Journée de l’Enfant Africain 2026 / Changement climatique : les enfants travailleurs d’Afrique tirent la sonnette d’alarme
À l’occasion de la célébration en différé de la Journée de l’Enfant Africain 2026, Enda Jeunesse Action International (EJAI), en partenariat avec le Mouvement Africain des Enfants et Jeunes Travailleurs (MAEJT), a organisé un webinaire consacré à la présentation des résultats d’une enquête sur les effets du changement climatique sur les droits des enfants et des jeunes travailleurs en Afrique.
Réalisée auprès de 632 enfants et jeunes travailleurs issus de 15 pays africains, l’étude révèle l’ampleur des conséquences du dérèglement climatique sur cette couche particulièrement vulnérable de la population. Les fortes chaleurs, les inondations, la sécheresse, les déplacements forcés et la baisse des productions agricoles figurent parmi les principaux phénomènes signalés par les participants.
Selon les résultats présentés, 74 % des personnes interrogées constatent une recrudescence des chaleurs extrêmes, tandis que 49 % évoquent des inondations récurrentes. La sécheresse et la baisse de la production agricole, mentionnées respectivement par 39 % et 43 % des enquêtés, compromettent les moyens de subsistance de nombreuses familles et accentuent la précarité des enfants.
Membre de l’Association des Enfants et Jeunes Travailleurs (AEJT) de Fatick, Rosalie Diallo a souligné que les effets du changement climatique touchent durement les enfants engagés dans les secteurs de l’agriculture et de l’élevage. Elle a notamment rapporté le témoignage d’un enfant du Cameroun confronté aux conséquences des inondations, lesquelles rendent les travaux agricoles plus difficiles et contraignent certaines familles à quitter leur cadre de vie habituel.
« Le changement climatique a vraiment touché la plupart des enfants d’Afrique. Nous avons besoin de l’accompagnement des autorités afin de protéger notre environnement et, par conséquent, les droits des enfants », a-t-elle plaidé.
Une enquête menée par les enfants eux-mêmes
Pour Ibrahima Sory Barry, stagiaire en suivi-évaluation à Enda Jeunesse Action International, l’une des particularités de cette étude réside dans son approche participative.
«La collecte d’informations a été réalisée par les enfants et pour les enfants. Ce sont des enfants enquêteurs qui sont allés à la rencontre d’autres enfants.

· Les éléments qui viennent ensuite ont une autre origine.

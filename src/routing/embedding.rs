//! Embedding abstraction used by the semantic router.
//!
//! The embedding model itself is an opaque service behind the `Embedder`
//! trait. `HashEmbedder` is a deterministic, dependency-free implementation
//! suitable for tests and for environments without a real model; routing
//! falls back to keyword containment when no embedder is configured at all.

use async_trait::async_trait;

use crate::errors::CoreResult;

#[async_trait]
pub trait Embedder: Send + Sync {
    /// Dimension of the vectors this embedder produces.
    fn dimension(&self) -> usize;

    /// Embed a piece of text into a fixed-length vector.
    async fn embed(&self, text: &str) -> CoreResult<Vec<f32>>;
}

/// Cosine similarity between two vectors. Mismatched lengths and zero
/// vectors score 0.0 rather than erroring.
pub fn cosine_similarity(a: &[f32], b: &[f32]) -> f32 {
    if a.len() != b.len() {
        return 0.0;
    }
    let dot_product: f32 = a.iter().zip(b.iter()).map(|(x, y)| x * y).sum();
    let magnitude_a: f32 = a.iter().map(|x| x * x).sum::<f32>().sqrt();
    let magnitude_b: f32 = b.iter().map(|x| x * x).sum::<f32>().sqrt();

    if magnitude_a == 0.0 || magnitude_b == 0.0 {
        0.0
    } else {
        dot_product / (magnitude_a * magnitude_b)
    }
}

/// Deterministic hash-based embedder. Identical text always maps to the
/// same unit-length vector, which is all the router's cache and tie-break
/// tests need.
#[derive(Debug)]
pub struct HashEmbedder {
    dimension: usize,
}

impl HashEmbedder {
    pub fn new(dimension: usize) -> Self {
        Self { dimension }
    }

    fn generate(&self, text: &str) -> Vec<f32> {
        use std::collections::hash_map::DefaultHasher;
        use std::hash::{Hash, Hasher};

        let mut hasher = DefaultHasher::new();
        text.to_lowercase().hash(&mut hasher);
        let hash = hasher.finish();

        let mut embedding = Vec::with_capacity(self.dimension);
        for i in 0..self.dimension {
            let seed = hash.wrapping_add(i as u64);
            let mut local_hasher = DefaultHasher::new();
            seed.hash(&mut local_hasher);
            let value = local_hasher.finish() as f32 / u64::MAX as f32;
            embedding.push(value);
        }

        normalize(&mut embedding);
        embedding
    }
}

impl Default for HashEmbedder {
    fn default() -> Self {
        Self::new(384)
    }
}

#[async_trait]
impl Embedder for HashEmbedder {
    fn dimension(&self) -> usize {
        self.dimension
    }

    async fn embed(&self, text: &str) -> CoreResult<Vec<f32>> {
        Ok(self.generate(text))
    }
}

fn normalize(vector: &mut [f32]) {
    let magnitude: f32 = vector.iter().map(|x| x * x).sum::<f32>().sqrt();
    if magnitude > 0.0 {
        for value in vector.iter_mut() {
            *value /= magnitude;
        }
    }
}

#[cfg(test)]
mod tests {
    use super::*;

    #[tokio::test]
    async fn test_hash_embedder_is_deterministic_and_normalized() {
        let embedder = HashEmbedder::new(384);
        let a = embedder.embed("hello world").await.unwrap();
        let b = embedder.embed("hello world").await.unwrap();
        let c = embedder.embed("different text").await.unwrap();

        assert_eq!(a, b);
        assert_ne!(a, c);

        let magnitude: f32 = a.iter().map(|x| x * x).sum::<f32>().sqrt();
        assert!((magnitude - 1.0).abs() < 0.001);
    }

    #[test]
    fn test_cosine_similarity_edge_cases() {
        assert_eq!(cosine_similarity(&[1.0, 0.0], &[1.0]), 0.0);
        assert_eq!(cosine_similarity(&[0.0, 0.0], &[1.0, 0.0]), 0.0);
        assert!((cosine_similarity(&[1.0, 0.0], &[1.0, 0.0]) - 1.0).abs() < 1e-6);
        assert!((cosine_similarity(&[1.0, 0.0], &[-1.0, 0.0]) + 1.0).abs() < 1e-6);
        assert_eq!(cosine_similarity(&[1.0, 0.0], &[0.0, 1.0]), 0.0);
    }
}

Cette démarche permet de mieux prendre en compte leurs réalités et leurs préoccupations », a-t-il expliqué.
Selon lui, les recommandations issues de l’enquête devraient favoriser une plus grande implication des enfants dans les décisions et initiatives liées à la lutte contre les effets du changement climatique, notamment les programmes de sensibilisation, de reboisement et d’adaptation.
Porter la voix des enfants auprès des décideurs
Directeur exécutif d’Enda Jeunesse Action International, Aimé Yaovi Bada a rappelé que malgré l’importance croissante accordée aux questions climatiques, les enfants, en particulier ceux vivant dans des situations de vulnérabilité, demeurent insuffisamment pris en compte dans les politiques publiques.
« Ce sont principalement les actions des adultes qui contribuent aux dérèglements climatiques, mais ce sont les enfants qui en subissent les conséquences les plus lourdes », a-t-il déclaré.
Pour le responsable d’EJAI, cette étude vise à porter la voix des enfants auprès des autorités nationales et des institutions concernées afin que leurs préoccupations soient davantage intégrées dans les stratégies climatiques et de développement.
Il a également insisté sur la nécessité de soutenir l’auto-organisation des enfants et des jeunes afin qu’ils puissent participer activement aux actions de préservation de l’environnement et de résilience face aux changements climatiques.
À travers ce webinaire, les organisateurs entendent ainsi renforcer le plaidoyer en faveur d’une meilleure prise en compte des droits de l’enfant dans les politiques climatiques africaines et rappeler l’urgence d’agir pour protéger les générations futures face à une crise dont elles sont parmi les premières victimes.